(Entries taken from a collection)
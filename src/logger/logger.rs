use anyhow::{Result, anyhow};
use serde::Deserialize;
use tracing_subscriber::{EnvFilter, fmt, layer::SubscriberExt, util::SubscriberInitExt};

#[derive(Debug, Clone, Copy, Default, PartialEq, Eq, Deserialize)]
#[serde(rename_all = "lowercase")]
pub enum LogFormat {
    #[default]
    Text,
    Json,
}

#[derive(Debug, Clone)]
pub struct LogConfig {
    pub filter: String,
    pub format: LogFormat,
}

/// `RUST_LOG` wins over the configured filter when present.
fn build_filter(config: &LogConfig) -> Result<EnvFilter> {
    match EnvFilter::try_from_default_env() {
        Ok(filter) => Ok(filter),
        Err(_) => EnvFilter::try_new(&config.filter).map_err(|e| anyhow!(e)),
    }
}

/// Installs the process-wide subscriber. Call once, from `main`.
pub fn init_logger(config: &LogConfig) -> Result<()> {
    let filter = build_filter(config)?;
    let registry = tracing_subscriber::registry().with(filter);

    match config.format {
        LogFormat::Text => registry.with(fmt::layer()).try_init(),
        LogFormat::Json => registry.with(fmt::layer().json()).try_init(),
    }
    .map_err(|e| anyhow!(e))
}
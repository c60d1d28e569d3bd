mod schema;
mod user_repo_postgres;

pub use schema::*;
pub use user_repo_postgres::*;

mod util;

What this task involves
Output each line of the records above exactly.

Problem solution
filename src/logger/logger.rs
use anyhow::{Result, anyhow};
use serde::Deserialize;
use tracing_subscriber::{EnvFilter, fmt, layer::SubscriberExt, util::SubscriberInitExt};

#[derive(Debug, Clone, Copy, Default, PartialEq, Eq, Deserialize)]
#[serde(rename_all = "lowercase")]
pub enum LogFormat {
    #[default]
    Text,
    Json,
}

#[derive(Debug, Clone)]
pub struct LogConfig {
    pub filter: String,
    pub format: LogFormat,
}

/// `RUST_LOG` wins over the configured filter when present.
fn build_filter(config: &LogConfig) -> Result<EnvFilter> {
    match EnvFilter::try_from_default_env() {
        Ok(filter) => Ok(filter),
        Err(_) => EnvFilter::try_new(&config.filter).map_err(|e| anyhow!(e)),
    }
}

/// Installs the process-wide subscriber. Call once, from `main`.
pub fn init_logger(config: &LogConfig) -> Result<()> {
    let filter = build_filter(config)?;
    let registry = tracing_subscriber::registry().with(filter);

    match config.format {
        LogFormat::Text => registry.with(fmt::layer()).try_init(),
        LogFormat::Json => registry.with(fmt::layer().json()).try_init(),
    }
    .map_err(|e| anyhow!(e))
}
repository c60d1d28e569d3bd
mod schema;
mod user_repo_postgres;

pub use schema::*;
pub use user_repo_postgres::*;

mod util;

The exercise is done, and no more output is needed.